Retamar era la ilusión de los fines de semana para muchas familias de clase media que al empezar la década de los setenta pudieron hacer realidad uno de los sueños de la época: disfrutar de un apartamento, tener esa segunda vivienda de recreo donde poder escaparse. Retamar significaba el éxodo festivo de los viernes por la tarde y de las mañanas de los sábados, cuando los niños salían del colegio y los padres cerraban su semana laboral. Era el momento de fugarse de la monotonía y las cadenas de los días de diario, de preparar las maletas como si se fuera de viaje, de llenar el coche de compras y emprender el rumbo a esa pequeña ciudad en medio de la estepa que sin ser campo y sin tener una playa en condiciones fue, para la mayoría de aquellas primeras familias que la habitaron, lo más parecido a la tierra prometida. Tener un apartamento en Retamar fue también, para la mayoría de sus habitantes, la confirmación de que la economía familiar iba mejorando, la consolidación de los hijos de la nueva clase media que había puesto sus cimientos en los años sesenta y que diez años después subía un peldaño más en la escala social. Muchos de los que no pudieron o no quisieron comprarse el apartamento en Aguadulce apostaron por la aventura de Retamar, un escenario que no tenía el glamour de una playa turística en continua transformación como sí tenía Aguadulce, un lugar desconocido en medio de un páramo donde el mar sólo era un telón de fondo, un trozo poco vivido de litoral en el camino que iba hasta la ermita de Torregarcía.

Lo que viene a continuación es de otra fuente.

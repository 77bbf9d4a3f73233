//! Action, behavior and status bits of a kevent record.

bitflags::bitflags! {
    /// `EV_*` bits.
    ///
    /// On input the action bits (`ADD`, `DELETE`, `ENABLE`, `DISABLE`) say
    /// what to do with the registration and the behavior bits (`CLEAR`,
    /// `DISPATCH`, `ONESHOT`) how it fires. On output the kernel adds status
    /// bits (`EOF`, `ERROR`). Bits this type does not name are kept as-is.
    #[derive(Debug, Clone, Copy, Default, PartialEq, Eq, Hash, PartialOrd, Ord)]
    #[cfg_attr(feature = "serde", derive(serde::Serialize, serde::Deserialize))]
    pub struct Flags: u16 {
        /// Add the registration, or modify it when it already exists.
        #[cfg(any(target_vendor = "apple", target_os = "freebsd", target_os = "dragonfly"))]
        const ADD = libc::EV_ADD as u16;
        #[cfg(any(target_vendor = "apple", target_os = "freebsd", target_os = "dragonfly"))]
        const DELETE = libc::EV_DELETE as u16;
        #[cfg(any(target_vendor = "apple", target_os = "freebsd", target_os = "dragonfly"))]
        const ENABLE = libc::EV_ENABLE as u16;
        /// Keep the registration but stop delivering it.
        #[cfg(any(target_vendor = "apple", target_os = "freebsd", target_os = "dragonfly"))]
        const DISABLE = libc::EV_DISABLE as u16;

        /// Edge-triggered: reset the state after delivery.
        #[cfg(any(target_vendor = "apple", target_os = "freebsd", target_os = "dragonfly"))]
        const CLEAR = libc::EV_CLEAR as u16;
        /// Disable the registration after each delivery; re-arm with `ENABLE`.
        #[cfg(any(target_vendor = "apple", target_os = "freebsd", target_os = "dragonfly"))]
        const DISPATCH = libc::EV_DISPATCH as u16;
        /// Delete the registration after the first delivery.
        #[cfg(any(target_vendor = "apple", target_os = "freebsd", target_os = "dragonfly"))]
        const ONESHOT = libc::EV_ONESHOT as u16;

        /// Output only: end of file or the peer went away.
        #[cfg(any(target_vendor = "apple", target_os = "freebsd", target_os = "dragonfly"))]
        const EOF = libc::EV_EOF as u16;
        /// Output only: the change failed, `filter_data` holds the errno.
        #[cfg(any(target_vendor = "apple", target_os = "freebsd", target_os = "dragonfly"))]
        const ERROR = libc::EV_ERROR as u16;
    }
}

impl Flags {
    pub const NONE: Self = Self::empty();
}
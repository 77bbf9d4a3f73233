//! Timeout conversion for blocking kernel waits.
//!
//! A missing timeout and a zero timeout mean different things to the kernel:
//! `None` becomes a null `timespec` pointer (block until something happens),
//! `Some(Duration::ZERO)` becomes a zeroed `timespec` (poll and return).

use std::mem;
use std::time::Duration;

/// Converts an optional wait duration into the kernel representation.
pub fn timespec(timeout: Option<Duration>) -> Option<libc::timespec> {
    timeout.map(from_duration)
}

/// Converts a duration into a `timespec`. Seconds beyond `time_t` saturate.
pub fn from_duration(duration: Duration) -> libc::timespec {
    // SAFETY: timespec is plain integers (plus padding on some targets).
    let mut ts: libc::timespec = unsafe { mem::zeroed() };
    ts.tv_sec = libc::time_t::try_from(duration.as_secs()).unwrap_or(libc::time_t::MAX);
    ts.tv_nsec = duration.subsec_nanos() as _;
    ts
}

/// Reference to pass as the timeout argument, null when absent.
pub fn as_ptr(ts: Option<&libc::timespec>) -> *const libc::timespec {
    ts.map_or(std::ptr::null(), |ts| ts as *const libc::timespec)
}
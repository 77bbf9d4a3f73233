#![allow(dead_code)]

use std::time::Duration;

use kernel_kqueue::event::Id;
use kernel_kqueue::{Descriptor, Event, Filter, Flags};

/// Wait used when an event is expected to arrive.
pub const READY: Option<Duration> = Some(Duration::from_millis(100));
/// Wait used when nothing is expected to arrive.
pub const QUIET: Option<Duration> = Some(Duration::from_millis(20));

/// One-way byte stream: `(read end, write end)`.
pub fn make_pipe() -> (Descriptor, Descriptor) {
    let mut fds = [0; 2];
    // SAFETY: `fds` has room for the two descriptors pipe(2) writes.
    let rc = unsafe { libc::pipe(fds.as_mut_ptr()) };
    assert_eq!(rc, 0, "pipe: {}", std::io::Error::last_os_error());
    (Descriptor::from_raw(fds[0]), Descriptor::from_raw(fds[1]))
}

pub fn write_byte(fd: Descriptor) {
    let byte = [0x2au8];
    // SAFETY: the buffer is valid for one byte.
    let n = unsafe { libc::write(fd.raw(), byte.as_ptr().cast(), 1) };
    assert_eq!(n, 1, "write: {}", std::io::Error::last_os_error());
}

pub fn read_byte(fd: Descriptor) {
    let mut byte = [0u8];
    // SAFETY: the buffer is valid for one byte.
    let n = unsafe { libc::read(fd.raw(), byte.as_mut_ptr().cast(), 1) };
    assert_eq!(n, 1, "read: {}", std::io::Error::last_os_error());
}

pub fn close_quietly(fd: Descriptor) {
    let _ = fd.close();
}

/// Result buffer filled with a recognizable placeholder.
pub fn placeholders(n: usize) -> Vec<Event> {
    vec![Event::new(Id::new(0), Filter::READ, Flags::NONE); n]
}

pub fn read_interest(fd: Descriptor, flags: Flags) -> Event {
    Event::for_descriptor(fd, Filter::READ, flags)
}
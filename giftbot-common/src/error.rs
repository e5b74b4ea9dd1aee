// ================================================================
// File: giftbot-common/src/error.rs
// ================================================================

use thiserror::Error;

#[derive(Debug, Error)]
pub enum Error {
    #[error("Invalid duration format: {0}")]
    InvalidFormat(String),

    #[error("Invalid argument: {0}")]
    InvalidArgument(String),

    #[error("Not found error: {0}")]
    NotFound(String),

    #[error("Permission denied: {0}")]
    PermissionDenied(String),

    #[error("Platform error: {0}")]
    Platform(String),

    #[error("Configuration error: {0}")]
    Config(String),

    #[error("I/O error: {0}")]
    Io(#[from] std::io::Error),
}

impl Error {
    /// Short text suitable for replying to the user who issued a command.
    pub fn user_message(&self) -> String {
        match self {
            Error::InvalidFormat(_) => {
                "Please specify a valid duration (e.g., 1d, 2h, 1h 30m).".to_string()
            }
            Error::InvalidArgument(msg)
            | Error::NotFound(msg)
            | Error::PermissionDenied(msg) => msg.clone(),
            Error::Platform(_) | Error::Config(_) | Error::Io(_) => {
                "Something went wrong while talking to the chat platform. Please try again.".to_string()
            }
        }
    }

    pub fn is_not_found(&self) -> bool {
        matches!(self, Error::NotFound(_))
    }
}

impl From<String> for Error {
    fn from(s: String) -> Self {
        Error::Platform(s)
    }
}

impl From<&str> for Error {
    fn from(s: &str) -> Self {
        Error::Platform(s.to_string())
    }
}
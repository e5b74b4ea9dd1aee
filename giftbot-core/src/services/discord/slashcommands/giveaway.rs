// File: giftbot-core/src/services/discord/slashcommands/giveaway.rs

use twilight_model::application::command::CommandType;
use twilight_model::channel::ChannelType;
use twilight_model::guild::Permissions;
use twilight_util::builder::command::{ChannelBuilder, CommandBuilder, IntegerBuilder, StringBuilder};

/// `/start channel duration prize winners`
pub fn create_start_command() -> CommandBuilder {
    CommandBuilder::new("start", "Start a new giveaway", CommandType::ChatInput)
        .default_member_permissions(Permissions::MANAGE_MESSAGES)
        .option(
            ChannelBuilder::new("channel", "Channel to start giveaway in")
                .channel_types([ChannelType::GuildText, ChannelType::GuildAnnouncement])
                .required(true),
        )
        .option(StringBuilder::new("duration", "Duration (e.g., 1d, 2h)").required(true))
        .option(StringBuilder::new("prize", "Prize to win").required(true))
        .option(
            IntegerBuilder::new("winners", "Number of winners")
                .min_value(1)
                .required(true),
        )
}

/// `/end message_id`
pub fn create_end_command() -> CommandBuilder {
    CommandBuilder::new("end", "End a giveaway early", CommandType::ChatInput)
        .default_member_permissions(Permissions::MANAGE_MESSAGES)
        .option(StringBuilder::new("message_id", "Giveaway message ID").required(true))
}

/// `/reroll message_id`
pub fn create_reroll_command() -> CommandBuilder {
    CommandBuilder::new("reroll", "Reroll an ended giveaway", CommandType::ChatInput)
        .default_member_permissions(Permissions::MANAGE_MESSAGES)
        .option(StringBuilder::new("message_id", "Ended giveaway message ID").required(true))
}
// File: giftbot-core/src/services/discord/mod.rs

pub mod slashcommands;

use std::sync::Arc;

use once_cell::sync::OnceCell;
use tracing::{debug, error, info, warn};
use twilight_cache_inmemory::InMemoryCache;
use twilight_http::Client as HttpClient;
use twilight_model::application::interaction::{Interaction, InteractionData};
use twilight_model::channel::Message;
use twilight_model::channel::message::{Embed, MessageFlags};
use twilight_model::guild::Permissions;
use twilight_model::http::interaction::{InteractionResponse, InteractionResponseType};
use twilight_model::id::Id;
use twilight_model::id::marker::ApplicationMarker;
use twilight_util::builder::InteractionResponseDataBuilder;

use giftbot_common::models::CommandResponse;

use crate::Error;
use crate::platforms::discord::embeds::to_embed;
use crate::services::command_service::{CommandContext, CommandService, GiveawayCommand};
use crate::services::discord::slashcommands::{command_from_options, register_global_slash_commands};
use crate::services::prefix_commands::parse_prefix_command;

/// Bridges Discord interactions and prefixed chat messages onto the shared
/// `CommandService`.
pub struct DiscordCommandHandler {
    http: Arc<HttpClient>,
    cache: Arc<InMemoryCache>,
    commands: Arc<CommandService>,
    application_id: OnceCell<Id<ApplicationMarker>>,
}

impl DiscordCommandHandler {
    pub fn new(http: Arc<HttpClient>, cache: Arc<InMemoryCache>, commands: Arc<CommandService>) -> Self {
        Self {
            http,
            cache,
            commands,
            application_id: OnceCell::new(),
        }
    }

    /// Called on every READY; commands are registered on the first one only.
    pub async fn on_ready(&self, application_id: Id<ApplicationMarker>) -> Result<(), Error> {
        if self.application_id.set(application_id).is_err() {
            debug!("Application id already known; skipping slash command registration");
            return Ok(());
        }
        register_global_slash_commands(&self.http, application_id).await?;
        info!("Registered global slash commands for application {application_id}");
        Ok(())
    }

    pub async fn handle_interaction(&self, interaction: Interaction) {
        let Some(InteractionData::ApplicationCommand(data)) = &interaction.data else {
            return;
        };
        let Some(application_id) = self.application_id.get().copied() else {
            warn!("Interaction '{}' arrived before READY; ignoring", data.name);
            return;
        };

        let parsed = command_from_options(&data.name, &data.options);
        let ephemeral = parsed.as_ref().map(is_ephemeral).unwrap_or(true);

        // Giveaway commands make several REST calls; defer so Discord's
        // three second response window cannot expire.
        if let Err(e) = self.defer(application_id, &interaction, ephemeral).await {
            error!("Failed to defer interaction '{}' => {e:?}", data.name);
            return;
        }

        let response = match parsed {
            Ok(command) => {
                let ctx = CommandContext {
                    can_manage_messages: interaction_can_manage_messages(&interaction),
                    prefix: "/".to_string(),
                };
                self.commands.respond(command, &ctx).await
            }
            Err(e) => CommandResponse::text(e.user_message()),
        };

        if let Err(e) = self.complete(application_id, &interaction, &response).await {
            error!("Failed to answer interaction '{}' => {e:?}", data.name);
        }
    }

    pub async fn handle_message(&self, message: Message) {
        let prefix = self.commands.config().prefix.clone();
        let Some(parsed) = parse_prefix_command(&prefix, &message.content) else {
            return;
        };

        let response = match parsed {
            Ok(command) => {
                let ctx = CommandContext {
                    can_manage_messages: self.member_can_manage_messages(&message),
                    prefix,
                };
                self.commands.respond(command, &ctx).await
            }
            Err(e) => CommandResponse::text(e.user_message()),
        };

        if let Err(e) = self.reply(&message, &response).await {
            error!("Failed to reply in channel {} => {e:?}", message.channel_id);
        }
    }

    async fn defer(
        &self,
        application_id: Id<ApplicationMarker>,
        interaction: &Interaction,
        ephemeral: bool,
    ) -> Result<(), Error> {
        let data = ephemeral.then(|| {
            InteractionResponseDataBuilder::new()
                .flags(MessageFlags::EPHEMERAL)
                .build()
        });
        self.http
            .interaction(application_id)
            .create_response(
                interaction.id,
                &interaction.token,
                &InteractionResponse {
                    kind: InteractionResponseType::DeferredChannelMessageWithSource,
                    data,
                },
            )
            .await
            .map_err(|e| Error::Platform(format!("Error deferring interaction: {e}")))?;
        Ok(())
    }

    async fn complete(
        &self,
        application_id: Id<ApplicationMarker>,
        interaction: &Interaction,
        response: &CommandResponse,
    ) -> Result<(), Error> {
        let embeds = response_embeds(response)?;
        self.http
            .interaction(application_id)
            .update_response(&interaction.token)
            .content(response.text.as_deref())
            .embeds(Some(embeds.as_slice()))
            .await
            .map_err(|e| Error::Platform(format!("Error updating interaction response: {e}")))?;
        Ok(())
    }

    async fn reply(&self, message: &Message, response: &CommandResponse) -> Result<(), Error> {
        let embeds = response_embeds(response)?;
        let mut request = self.http.create_message(message.channel_id).reply(message.id);
        if let Some(text) = &response.text {
            request = request.content(text);
        }
        if !embeds.is_empty() {
            request = request.embeds(&embeds);
        }
        request
            .await
            .map_err(|e| Error::Platform(format!("Error sending Discord reply: {e}")))?;
        Ok(())
    }

    /// Text commands carry no resolved permissions, so compute them from the
    /// cached guild, roles and channel overwrites. Unknown means no.
    fn member_can_manage_messages(&self, message: &Message) -> bool {
        match self
            .cache
            .permissions()
            .in_channel(message.author.id, message.channel_id)
        {
            Ok(permissions) => permissions.contains(Permissions::MANAGE_MESSAGES),
            Err(e) => {
                debug!(
                    "Could not resolve permissions for {} in {} => {e}",
                    message.author.id, message.channel_id
                );
                false
            }
        }
    }
}

fn is_ephemeral(command: &GiveawayCommand) -> bool {
    !matches!(command, GiveawayCommand::Stats | GiveawayCommand::Help)
}

fn interaction_can_manage_messages(interaction: &Interaction) -> bool {
    interaction
        .member
        .as_ref()
        .and_then(|member| member.permissions)
        .map(|permissions| permissions.contains(Permissions::MANAGE_MESSAGES))
        .unwrap_or(false)
}

fn response_embeds(response: &CommandResponse) -> Result<Vec<Embed>, Error> {
    response.embed.as_ref().map(to_embed).transpose().map(|embed| embed.into_iter().collect())
}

Retamar había sido hasta entonces un territorio desconocido para la mayoría de los habitantes de la capital. Pasábamos por la carretera cuando íbamos al Cabo de Gata a darnos un baño en verano, cruzábamos sus caminos en la romería de la Virgen del Mar y a veces, en invierno, parábamos en sus campos para buscar caracoles o coger tomillo en aquellas primeras excursiones de los domingos, cuando los primeros coches familiares cargados de niños, de comida y paelleras.
Retamar había sido también el lugar escogido por aquel organismo de la dictadura llamado ‘servicio de explotación y mejora de las zonas áridas del sudeste español’ para repoblar sus campos con la plantación de miles de chumberas que empezaron a florecer a finales del año 1955. Retamar fue el rincón en el que se fijaron nuestras autoridades cuando a finales de los años sesenta se consideró como una necesidad económica la construcción en Almería de unos estudios cinematográficos que convirtieran nuestra provincia en un gran plató de cine. Era la época de los rodajes continuos, habían llegando grandes superproducciones, teníamos lo más importante, los escenarios naturales, pero carecíamos de infraestructuras para que las productoras pudieran rematar su trabajo una vez que se apagaban los focos. En esos años finales de los sesenta Retamar quedaba más cerca de Almería gracias a la puesta en marcha del aeropuerto que trajo de la mano el arreglo de la carretera principal. Almería, que en aquel tiempo ya estaba considerada como la provincia con mayores posibilidades turísticas de España, después de Canarias, ya tenía su aeropuerto para recibir visitantes, un Gran Hotel en el centro de la ciudad, un pueblo veraniego en Aguadulce y el proyecto de urbanizar el litoral de levante, en los barrios de Costacabana y Retamar.
En marzo de 1971, con el fin de refrendar el apoyo oficial a todos estos proyectos, visitó Almería el entonces ministro de Información y Turismo, Alfredo Sánchez Bella. Se dio una vuelta por Costacabana, donde ya se habían levantado más de doscientos chalés y después estuvo viendo los terrenos en Retamar donde la ‘Urbanizadora del Mediterráneo’ había adquirido seis millones de metros cuadrados para levantar un gran complejo urbanístico. En aquel invierno del 71 ya se habían iniciado los trabajos de la primera fase y se podían ver los esqueletos de los primeros doscientos cincuenta apartamentos que estaban en marcha. “El futuro económico de Almería tiene que estar montado sobre el turismo”, dijo el ministro en una tarde fría y ventosa en los páramos de Retamar.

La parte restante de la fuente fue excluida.